High school teachers have a masters degree in their sect then educational sciences as a one year programme in addition. Separation application process for teacher training, lots of competition to get in. Can be taken as part of your degree, or after following graduation having worked for a few years (like UK PGCE).
Works on study points, need 300 to graduate. Can take different amounts of points per year, so students often work while studying, and take longer to graduate.
Teachers have a lot of freedom, mo inspections, national curriculum leaves room for creativity
Salary is over the average income in the county 2010 €3550, starting salary €2400 per month for primary teachers, €2800 secondary teachers. Extra money for marking matriculation exams, can be a class leader for extra money €100/ month.

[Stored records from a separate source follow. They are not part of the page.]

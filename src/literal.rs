//! C# string literal formatting.
//!
//! Document bodies are embedded verbatim in generated code. Two forms are
//! used:
//!
//! - **Escaped** (`"..."`): single-line content with no quotes.
//! - **Raw** (C# 11 multi-line raw string): content with newlines or quotes.
//!   The fence is one quote longer than the longest quote run in the content
//!   (minimum three), so the content can never close the literal early.
//!
//! ```text
//! """
//!             # Title
//!             Say "hi"
//!             """
//! ```
//!
//! The compiler strips the closing fence's indentation from every content
//! line. Content a raw literal cannot reproduce exactly (carriage returns,
//! other control characters, lines holding only whitespace) falls back to
//! the escaped form, which represents any string.

/// Which literal syntax to emit for a piece of content.
#[derive(Debug, Clone, Copy, PartialEq, Eq)]
pub enum LiteralForm {
    Escaped,
    /// Multi-line raw literal fenced by `fence` double quotes.
    Raw { fence: usize },
}

/// Characters C# treats as line terminators.
fn is_line_break(c: char) -> bool {
    matches!(c, '\n' | '\r' | '\u{85}' | '\u{2028}' | '\u{2029}')
}

/// Decide the literal form for `content`.
pub fn choose_form(content: &str) -> LiteralForm {
    if !content.contains(|c: char| is_line_break(c) || c == '"') {
        return LiteralForm::Escaped;
    }
    if can_embed_raw(content) {
        LiteralForm::Raw {
            fence: longest_quote_run(content).max(2) + 1,
        }
    } else {
        LiteralForm::Escaped
    }
}

/// True if a multi-line raw literal reproduces `content` exactly.
pub fn can_embed_raw(content: &str) -> bool {
    let bad_char = content
        .chars()
        .any(|c| c != '\n' && c != '\t' && (c.is_control() || is_line_break(c)));
    let blank_padded_line = content
        .split('\n')
        .any(|line| !line.is_empty() && line.trim().is_empty());
    !bad_char && !blank_padded_line
}

fn longest_quote_run(content: &str) -> usize {
    let mut longest = 0;
    let mut run = 0;
    for c in content.chars() {
        if c == '"' {
            run += 1;
            longest = longest.max(run);
        } else {
            run = 0;
        }
    }
    longest
}

/// Format `content` as a C# literal.
///
/// For raw literals, every line after the opening fence is prefixed with
/// `indent`; the caller places the opening fence itself.
pub fn format_literal(content: &str, indent: &str) -> String {
    match choose_form(content) {
        LiteralForm::Escaped => escaped(content),
        LiteralForm::Raw { fence } => raw_block(content, fence, indent),
    }
}

/// A regular `"..."` literal; always valid, always single-line.
pub fn escaped(content: &str) -> String {
    let mut out = String::with_capacity(content.len() + 2);
    out.push('"');
    for c in content.chars() {
        match c {
            '\\' => out.push_str("\\\\"),
            '"' => out.push_str("\\\""),
            '\n' => out.push_str("\\n"),
            '\r' => out.push_str("\\r"),
            '\t' => out.push_str("\\t"),
            '\0' => out.push_str("\\0"),
            c if c.is_control() || is_line_break(c) => {
                out.push_str(&format!("\\u{:04X}", c as u32));
            }
            c => out.push(c),
        }
    }
    out.push('"');
    out
}

fn raw_block(content: &str, fence: usize, indent: &str) -> String {
    let quotes = "\"".repeat(fence);
    let mut out = String::with_capacity(content.len() + 2 * fence + 16);
    out.push_str(&quotes);
    out.push('\n');
    for line in content.split('\n') {
        // Empty lines are exempt from the indentation rule; leaving them
        // bare avoids trailing whitespace in the generated file.
        if !line.is_empty() {
            out.push_str(indent);
            out.push_str(line);
        }
        out.push('\n');
    }
    out.push_str(indent);
    out.push_str(&quotes);
    out
}

#[cfg(test)]
mod tests {
    use super::*;

    /// Decode a C# regular or multi-line raw string literal.
    fn decode(literal: &str) -> String {
        let fence = literal.chars().take_while(|&c| c == '"').count();
        if fence >= 3 {
            decode_raw(literal, fence)
        } else {
            decode_escaped(literal)
        }
    }

    fn decode_raw(literal: &str, fence: usize) -> String {
        let quotes = "\"".repeat(fence);
        let mut lines: Vec<&str> = literal.split('\n').collect();
        assert_eq!(lines.remove(0), quotes, "opening fence must stand alone");
        let closing = lines.pop().expect("closing fence line");
        let indent = closing
            .strip_suffix(quotes.as_str())
            .expect("closing line ends with the fence");
        assert!(indent.trim().is_empty(), "only whitespace before closing fence");
        lines
            .iter()
            .map(|line| {
                if line.trim().is_empty() {
                    assert!(line.is_empty(), "whitespace-only lines are not emitted");
                    ""
                } else {
                    line.strip_prefix(indent)
                        .expect("content line carries the closing indentation")
                }
            })
            .collect::<Vec<_>>()
            .join("\n")
    }

    fn decode_escaped(literal: &str) -> String {
        let inner = literal
            .strip_prefix('"')
            .and_then(|s| s.strip_suffix('"'))
            .expect("quoted literal");
        let mut out = String::new();
        let mut chars = inner.chars();
        while let Some(c) = chars.next() {
            assert!(c != '"' && c != '\n', "unescaped {c:?} in regular literal");
            if c != '\\' {
                out.push(c);
                continue;
            }
            match chars.next().unwrap() {
                '\\' => out.push('\\'),
                '"' => out.push('"'),
                'n' => out.push('\n'),
                'r' => out.push('\r'),
                't' => out.push('\t'),
                '0' => out.push('\0'),
                'u' => {
                    let hex: String = chars.by_ref().take(4).collect();
                    let code = u32::from_str_radix(&hex, 16).unwrap();
                    out.push(char::from_u32(code).unwrap());
                }
                other => panic!("unknown escape \\{other}"),
            }
        }
        out
    }

    fn assert_round_trip(content: &str) {
        let literal = format_literal(content, "            ");
        assert_eq!(decode(&literal), content, "literal was:\n{literal}");
    }

    #[test]
    fn plain_single_line_is_escaped() {
        assert_eq!(choose_form("# Hi"), LiteralForm::Escaped);
        assert_eq!(format_literal("# Hi", "    "), "\"# Hi\"");
    }

    #[test]
    fn backslashes_and_tabs_are_escaped() {
        assert_eq!(escaped("C:\\path\there"), "\"C:\\\\path\\there\"");
    }

    #[test]
    fn quote_and_newline_use_raw_form() {
        let content = "Say \"hi\"\nand bye";
        assert_eq!(choose_form(content), LiteralForm::Raw { fence: 3 });
        assert_eq!(
            format_literal(content, "    "),
            "\"\"\"\n    Say \"hi\"\n    and bye\n    \"\"\""
        );
        assert_round_trip(content);
    }

    #[test]
    fn quote_without_newline_uses_raw_form() {
        assert_eq!(choose_form("a \"b\""), LiteralForm::Raw { fence: 3 });
        assert_round_trip("a \"b\"");
    }

    #[test]
    fn fence_outgrows_quote_runs() {
        let content = "```\nprint(\"\"\"doc\"\"\")\n```\nand \"\"\"\"four\"\"\"\"";
        assert_eq!(choose_form(content), LiteralForm::Raw { fence: 5 });
        assert_round_trip(content);
    }

    #[test]
    fn empty_lines_are_left_bare() {
        let literal = format_literal("a\n\nb", "  ");
        assert_eq!(literal, "\"\"\"\n  a\n\n  b\n  \"\"\"");
        assert_round_trip("a\n\nb");
    }

    #[test]
    fn whitespace_only_lines_fall_back_to_escaped() {
        let content = "a\n   \nb";
        assert_eq!(choose_form(content), LiteralForm::Escaped);
        assert_round_trip(content);
    }

    #[test]
    fn carriage_returns_fall_back_to_escaped() {
        let content = "line\r\nnext";
        assert_eq!(choose_form(content), LiteralForm::Escaped);
        assert_round_trip(content);
    }

    #[test]
    fn unicode_line_separators_are_escaped() {
        let content = "a\u{2028}b";
        assert_eq!(format_literal(content, ""), "\"a\\u2028b\"");
        assert_round_trip(content);
    }

    #[test]
    fn round_trip_markdown_samples() {
        for content in [
            "# Title\n\nSome *markdown* with `code`.",
            "Say \"hi\"\nand bye",
            "    indented code\n\tand a tab",
            "trailing quote\"",
            "\"leading quote\nsecond",
            "ends with newline\n",
            "\n\nstarts with blank lines",
            "back\\slash \"quoted\"\n{braces} and $dollar",
            "unicode: café 日本語 \"ok\"",
        ] {
            assert_round_trip(content);
        }
    }
}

16-18 hours teaching per week minimum, but lots of marking outside that. Primary school 25 teaching hours per week.
Teacher’s well appreciated in society, usually in the top ten of wanted jobs. But still at least 30% drop out rate from teaching, mainly due to responsibility, demands and problems with disciplines are the key reasons that people leave.
Demanding job with a lot of responsibility and commitment is important.
The students feel that the PISA results are due to a culture of equality, and that all schools are the same everywhere, all teachers are well trained. There is a long history of social democracy after the civil war.
Being a teacher involves:
Planning lessons, teaching, assessing, being a class leader, cooperation with students parents, working with colleagues. Important focus on self development and learning new techniques continuously. Class leader is the equivalent of a tutor group.
May take a while to get a permanent job, can take maternity cover jobs or other temporary jobs. Competition is quite high especially in the cities where the population density is higher. Retirement is at 63, raising to 65 in future years.